China treats the disputed Gilgit-Baltistan as Pakistan’s internal matter.

China’s growing appetite for energy from the Gulf is opening doors for it to assume a larger strategic and military role in the Middle East. Countries like Iran and Pakistan, which are gifted with valuable geographical locations, thrive better in a bipolar world, and the rise of China is a promising indication in this The situation is invariably making the United States work harder to maintain its alliances.

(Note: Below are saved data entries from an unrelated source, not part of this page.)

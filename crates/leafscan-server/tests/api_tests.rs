//! End-to-end tests for the HTTP API
//!
//! Requests go through the full router (extractors, body limit, handlers)
//! with `oneshot`, backed by a seeded mock pipeline and an in-memory store.

use axum::body::Body;
use axum::http::{header, Request, StatusCode};
use axum::Router;
use leafscan_core::{Error as CoreError, Result as CoreResult};
use leafscan_inference::{
    BackendInput, BackendKind, DiseaseCatalog, InferenceBackend, InferenceConfig,
    InferencePipeline, Preprocessor, RawPrediction,
};
use leafscan_server::{create_router, AppState, ServerConfig};
use leafscan_telemetry::{DetectionStore, MemoryStore};
use serde_json::Value;
use std::io::Cursor;
use std::sync::Arc;
use tower::ServiceExt;

const BOUNDARY: &str = "leafscan-test-boundary";

fn mock_pipeline() -> InferencePipeline {
    let mut config = InferenceConfig::default();
    config.model.path = "/nonexistent/leafscan/model.safetensors".into();
    config.mock.seed = Some(42);
    InferencePipeline::from_config(&config).unwrap()
}

fn test_app_with(
    pipeline: InferencePipeline,
    config: &ServerConfig,
) -> (Router, Arc<dyn DetectionStore>) {
    let store: Arc<dyn DetectionStore> = Arc::new(MemoryStore::new());
    let state = AppState::new(pipeline, store.clone());
    (create_router(state, config), store)
}

fn test_app() -> (Router, Arc<dyn DetectionStore>) {
    test_app_with(mock_pipeline(), &ServerConfig::default())
}

fn jpeg_bytes() -> Vec<u8> {
    let img = image::RgbImage::from_pixel(48, 32, image::Rgb([40, 140, 60]));
    let mut bytes = Vec::new();
    image::DynamicImage::ImageRgb8(img)
        .write_to(&mut Cursor::new(&mut bytes), image::ImageFormat::Jpeg)
        .unwrap();
    bytes
}

enum Part<'a> {
    File(&'a [u8]),
    Text(&'a str, &'a str),
}

fn multipart_body(parts: &[Part<'_>]) -> Vec<u8> {
    let mut body = Vec::new();
    for part in parts {
        body.extend_from_slice(format!("--{}\r\n", BOUNDARY).as_bytes());
        match part {
            Part::File(bytes) => {
                body.extend_from_slice(
                    b"Content-Disposition: form-data; name=\"file\"; filename=\"leaf.jpg\"\r\n",
                );
                body.extend_from_slice(b"Content-Type: image/jpeg\r\n\r\n");
                body.extend_from_slice(bytes);
            }
            Part::Text(name, value) => {
                body.extend_from_slice(
                    format!("Content-Disposition: form-data; name=\"{}\"\r\n\r\n", name).as_bytes(),
                );
                body.extend_from_slice(value.as_bytes());
            }
        }
        body.extend_from_slice(b"\r\n");
    }
    body.extend_from_slice(format!("--{}--\r\n", BOUNDARY).as_bytes());
    body
}

fn predict_request(user: Option<&str>, parts: &[Part<'_>]) -> Request<Body> {
    let body = multipart_body(parts);
    let mut builder = Request::builder()
        .method("POST")
        .uri("/api/v1/detection/predict")
        .header(
            header::CONTENT_TYPE,
            format!("multipart/form-data; boundary={}", BOUNDARY),
        )
        .header(header::CONTENT_LENGTH, body.len());
    if let Some(user) = user {
        builder = builder.header("x-user-id", user);
    }
    builder.body(Body::from(body)).unwrap()
}

fn get_request(uri: &str, user: Option<&str>) -> Request<Body> {
    let mut builder = Request::builder().uri(uri);
    if let Some(user) = user {
        builder = builder.header("x-user-id", user);
    }
    builder.body(Body::empty()).unwrap()
}

async fn json_body(response: axum::response::Response) -> Value {
    let bytes = axum::body::to_bytes(response.into_body(), usize::MAX)
        .await
        .unwrap();
    serde_json::from_slice(&bytes).unwrap()
}

/// A model-kind backend; it never sees undecodable uploads
struct ModelStub;

impl InferenceBackend for ModelStub {
    fn name(&self) -> &str {
        "stub"
    }

    fn kind(&self) -> BackendKind {
        BackendKind::Model
    }

    fn infer(&self, _input: BackendInput<'_>) -> CoreResult<RawPrediction> {
        Ok(RawPrediction::new("Healthy Leaf", 0.97))
    }
}

fn model_stub_pipeline() -> InferencePipeline {
    InferencePipeline::new(
        Arc::new(ModelStub),
        Arc::new(DiseaseCatalog::builtin()),
        Preprocessor::default(),
    )
}

/// A backend whose forward pass always fails with an internal message
struct BrokenBackend;

impl InferenceBackend for BrokenBackend {
    fn name(&self) -> &str {
        "broken"
    }

    fn kind(&self) -> BackendKind {
        BackendKind::Simulated
    }

    fn infer(&self, _input: BackendInput<'_>) -> CoreResult<RawPrediction> {
        Err(CoreError::inference(
            "cuda kernel crashed reading /secret/weights.safetensors",
        ))
    }
}

#[tokio::test]
async fn test_health_and_root() {
    let (app, _) = test_app();

    let response = app.clone().oneshot(get_request("/health", None)).await.unwrap();
    assert_eq!(response.status(), StatusCode::OK);

    let response = app.oneshot(get_request("/", None)).await.unwrap();
    assert_eq!(response.status(), StatusCode::OK);
    let body = json_body(response).await;
    assert_eq!(body["message"], "LeafScan API is operational");
}

#[tokio::test]
async fn test_ready_reports_mock_mode() {
    let (app, _) = test_app();

    let response = app.oneshot(get_request("/ready", None)).await.unwrap();
    assert_eq!(response.status(), StatusCode::OK);

    let body = json_body(response).await;
    assert_eq!(body["mode"], "mock");
    assert_eq!(body["storage"], "memory");
    assert_eq!(body["detections"], 0);
}
//! Inference backends: the loaded classifier and its stand-ins

use crate::model_loader::ClassifierHandle;
use crate::preprocess::ImageTensor;
use leafscan_core::{Error, Result};
use std::sync::Arc;

/// What kind of input a backend consumes
#[derive(Debug, Clone, Copy, PartialEq, Eq, Hash)]
pub enum BackendKind {
    /// Real model; needs a preprocessed tensor
    Model,
    /// Simulated predictions; the image is not decoded
    Simulated,
}

impl BackendKind {
    /// Label used in readiness output and metrics
    pub fn as_str(&self) -> &'static str {
        match self {
            Self::Model => "model",
            Self::Simulated => "mock",
        }
    }
}

impl std::fmt::Display for BackendKind {
    fn fmt(&self, f: &mut std::fmt::Formatter<'_>) -> std::fmt::Result {
        f.write_str(self.as_str())
    }
}

/// Input handed to a backend
#[derive(Debug, Clone, Copy)]
pub enum BackendInput<'a> {
    Tensor(&'a ImageTensor),
    Raw(&'a [u8]),
}

/// Backend output before severity and treatment are attached
#[derive(Debug, Clone, PartialEq)]
pub struct RawPrediction {
    /// Predicted disease label
    pub label: String,

    /// Confidence (0.0-1.0)
    pub confidence: f32,

    /// Output index of the model; `None` for simulated predictions
    pub class_index: Option<usize>,
}

impl RawPrediction {
    pub fn new(label: impl Into<String>, confidence: f32) -> Self {
        Self {
            label: label.into(),
            confidence,
            class_index: None,
        }
    }

    pub fn with_class_index(mut self, index: usize) -> Self {
        self.class_index = Some(index);
        self
    }
}

/// Trait for anything that can turn an image into a raw prediction
pub trait InferenceBackend: Send + Sync {
    /// Backend name, for logs
    fn name(&self) -> &str;

    /// Input kind this backend expects
    fn kind(&self) -> BackendKind;

    /// Produce a prediction for one image
    fn infer(&self, input: BackendInput<'_>) -> Result<RawPrediction>;
}

/// Backend over a loaded classifier
#[derive(Debug, Clone)]
pub struct RealBackend {
    handle: Arc<ClassifierHandle>,
}

impl RealBackend {
    pub fn new(handle: Arc<ClassifierHandle>) -> Self {
        Self { handle }
    }
}

impl InferenceBackend for RealBackend {
    fn name(&self) -> &str {
        "leafnet"
    }

    fn kind(&self) -> BackendKind {
        BackendKind::Model
    }

    fn infer(&self, input: BackendInput<'_>) -> Result<RawPrediction> {
        let tensor = match input {
            BackendInput::Tensor(tensor) => tensor,
            BackendInput::Raw(_) => {
                return Err(Error::inference("model backend requires a preprocessed tensor"))
            }
        };

        let (index, confidence) = self.handle.infer(tensor)?;
        let label = self.handle.label(index).ok_or_else(|| {
            Error::inference(format!("class index {} has no label", index))
        })?;

        Ok(RawPrediction::new(label, confidence).with_class_index(index))
    }
}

The ambition to find itself a legitimate place in the Indian Ocean is requiring China to establish permanent military bases on the Pakistani coastline.

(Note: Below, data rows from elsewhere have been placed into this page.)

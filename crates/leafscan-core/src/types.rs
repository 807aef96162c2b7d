//! Core types for LeafScan

use serde::{Deserialize, Serialize, Serializer};
use std::fmt;
use std::str::FromStr;

/// Treatment returned when a disease label has no catalog entry
pub const FALLBACK_TREATMENT: &str = "Consult local agricultural expert";

/// Number of decimal digits kept when a confidence is presented externally
pub const CONFIDENCE_DECIMALS: i32 = 4;

/// Coarse triage tier derived from confidence and disease identity
#[derive(Debug, Clone, Copy, PartialEq, Eq, Hash, PartialOrd, Ord, Serialize, Deserialize)]
#[serde(rename_all = "lowercase")]
pub enum Severity {
    Low,
    Medium,
    High,
}

impl Severity {
    /// All tiers, lowest first
    pub const ALL: [Severity; 3] = [Severity::Low, Severity::Medium, Severity::High];

    pub fn as_str(&self) -> &'static str {
        match self {
            Self::Low => "low",
            Self::Medium => "medium",
            Self::High => "high",
        }
    }
}

impl fmt::Display for Severity {
    fn fmt(&self, f: &mut fmt::Formatter<'_>) -> fmt::Result {
        f.write_str(self.as_str())
    }
}

impl FromStr for Severity {
    type Err = crate::Error;

    fn from_str(s: &str) -> crate::Result<Self> {
        match s.trim().to_ascii_lowercase().as_str() {
            "low" => Ok(Self::Low),
            "medium" => Ok(Self::Medium),
            "high" => Ok(Self::High),
            other => Err(crate::Error::config(format!("unknown severity '{}'", other))),
        }
    }
}

/// Diagnosis produced by the inference pipeline for a single image
#[derive(Debug, Clone, PartialEq, Serialize, Deserialize)]
pub struct PredictionResult {
    /// Disease label (or the healthy label)
    pub disease_name: String,

    /// Full-precision confidence in [0, 1]; rounded only when serialized
    #[serde(serialize_with = "serialize_confidence")]
    pub confidence: f32,

    /// Triage tier derived from confidence and disease
    pub severity: Severity,

    /// Ordered treatment recommendations, never empty
    pub treatment: Vec<String>,
}

impl PredictionResult {
    /// Create a new prediction result.
    ///
    /// An empty treatment list is replaced with the single-element fallback.
    pub fn new(
        disease_name: impl Into<String>,
        confidence: f32,
        severity: Severity,
        treatment: Vec<String>,
    ) -> Self {
        let treatment = if treatment.is_empty() {
            vec![FALLBACK_TREATMENT.to_string()]
        } else {
            treatment
        };

        Self {
            disease_name: disease_name.into(),
            confidence,
            severity,
            treatment,
        }
    }

    /// Confidence rounded for presentation
    pub fn rounded_confidence(&self) -> f64 {
        round_confidence(self.confidence)
    }

    /// Whether the treatment is the catalog-miss fallback
    pub fn is_fallback_treatment(&self) -> bool {
        self.treatment.len() == 1 && self.treatment[0] == FALLBACK_TREATMENT
    }
}

/// Round a confidence to [`CONFIDENCE_DECIMALS`] digits
pub fn round_confidence(confidence: f32) -> f64 {
    let scale = 10f64.powi(CONFIDENCE_DECIMALS);
    (f64::from(confidence) * scale).round() / scale
}

fn serialize_confidence<S: Serializer>(confidence: &f32, serializer: S) -> Result<S::Ok, S::Error> {
    serializer.serialize_f64(round_confidence(*confidence))
}

#[cfg(test)]
mod tests {
    use super::*;

    #[test]
    fn test_empty_treatment_gets_fallback() {
        let result = PredictionResult::new("Mystery Mold", 0.8, Severity::Medium, vec![]);
        assert_eq!(result.treatment, vec![FALLBACK_TREATMENT.to_string()]);
        assert!(result.is_fallback_treatment());
    }

    #[test]
    fn test_confidence_rounded_only_when_serialized() {
        let result = PredictionResult::new(
            "Apple Scab",
            0.912_345_6,
            Severity::High,
            vec!["Rake and destroy fallen leaves".to_string()],
        );

        assert_eq!(result.confidence, 0.912_345_6);

        let json = serde_json::to_value(&result).unwrap();
        assert_eq!(json["confidence"].as_f64().unwrap(), 0.9123);
        assert_eq!(json["severity"], "high");
        assert_eq!(json["disease_name"], "Apple Scab");
    }

    #[test]
    fn test_round_confidence_boundaries() {
        assert_eq!(round_confidence(0.9), 0.9);
        assert_eq!(round_confidence(0.75), 0.75);
        assert_eq!(round_confidence(1.0), 1.0);
        assert_eq!(round_confidence(0.0), 0.0);
        assert_eq!(round_confidence(0.999_96), 1.0);
    }

    #[test]
    fn test_severity_parse_and_display() {
        for severity in Severity::ALL {
            assert_eq!(severity.as_str().parse::<Severity>().unwrap(), severity);
        }
        assert_eq!("HIGH".parse::<Severity>().unwrap(), Severity::High);
        assert!("critical".parse::<Severity>().is_err());
        assert_eq!(Severity::Medium.to_string(), "medium");
        assert!(Severity::Low < Severity::High);
    }
}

These bases will be linked to China’s western province of Xinjiang through a web of rail and road networks which are being built through the disputed territory of Gilgit-Baltistan (G-B). China has christened this framework of regional connectivity as China-Pakistan-Economic-Corridor or CPEC. Both China and Pakistan plan to expand the scope of CPEC to Central Asian Republics, Iran, Afghanistan and the Gulf.
Many countries ambivalent about China’s true intentions are wary of investing in CPEC, since it passes through territories with contested sovereignty like Gilgit-Baltistan (G-B), and could lead to unnecessary rivalry with India.
India perceives China’s activities in Pakistan as having a pincer effect on its economic growth, since China’s naval bases in Balochistan threaten India’s oil and gas supply, while the presence of units of People’s Liberation Army in G-B dampens India’s goals to revive historic commercial connections with the Central Asian Republics.
Notwithstanding India’s links with G-B, China treats the disputed territory as Pakistan’s internal matter. Despite India’s objections, Beijing regularly invites the Chief Ministers and Governors of G-B as part of Pakistan’s official delegations.
Further, China’s state media often refers to G-B as Pakistan’s Northern Province. In 2009, both countries declared Kashgar and Gilgit as sister cities to enhance secretarial coordination and now plan to take the relationship to the next level by proclaiming G-B and Xinjiang as sister provinces.
It is believed that China’s strategic dividends in South Asia will shoot up once Pakistan introduces reforms to extend sovereignty to G-B, as this will help protect Chinese investments and muffle international criticism against troop placement.
US officials warn that CPEC’s debt will hamstring Pakistan’s growth potential. During a recent trip to Pakistan, Alice Wells, the US Assistant Secretary for South-Central Asia, showed concern over lack of transparency, as many firms blacklisted by the World Bank have secured CPEC-related contracts. Studies show that CPEC contributes to glacier-loss and climate change, and hurt the interests of local resource owners.
There is a deep sense of insecurity among the people of G-B as Pakistan and China dictate the terms to locals and deprive them of decision-making and adequate revenue-share in CPEC-related projects.  In most instances, locals are forced to vacate private land for CPEC projects and builders are found reluctant to compensate the affected families for their land loss.
While examining in relation to Xinjiang, where Muslims face genocide and displacement, locals in G-B are apprehensive about the impact of CPEC on their culture and religious identity. G-B is the only physical connection between Pakistan and China and a discontent among the locals will easily jeopardise CPEC’s success; something China or Pakistan cannot afford.
G-B is a predominantly Shia territory and portions of CPEC pass through districts like Nagar which have a hundred per cent Shia population. Local Shias venerate the Iranian Ayatollahs, who fund their schools, cultural academies and medical centres. Iranian money has helped locals build irrigation networks and bring clean drinking water to their villages.
Further, Iranian religious universities host thousands of students belonging to G-B. Many Pakistani leaders including the finance minister think that the success of CPEC rests on Pakistan persuading some of its neighbours like Iran to join the mega initiative. Such a development could help China exploit Iran’s soft power to placate the locals of G-B and allay their fears. Tehran’s participation in CPEC will be a net gain for Pakistan if it ameliorates China’s potential to steer Iran away from India.
To summarise, G-B holds huge potential to weave a sustainable strategic relationship between Pakistan, China and Iran, with far reaching implications for the globe.
Pakistan is undertaking administrative measures to lay down a governance structure in G-B that will revive colonialism; and in the name of shared sovereignty, will muffle international criticism against CPEC.
The western world should refrain from accepting such reforms which are masked as mainstreaming regional empowerment but in reality disenfranchise the locals.
Pakistan accepting Beijing’s role in G-B is the first step in formally acknowledging China’s legitimate presence in the Indian Ocean.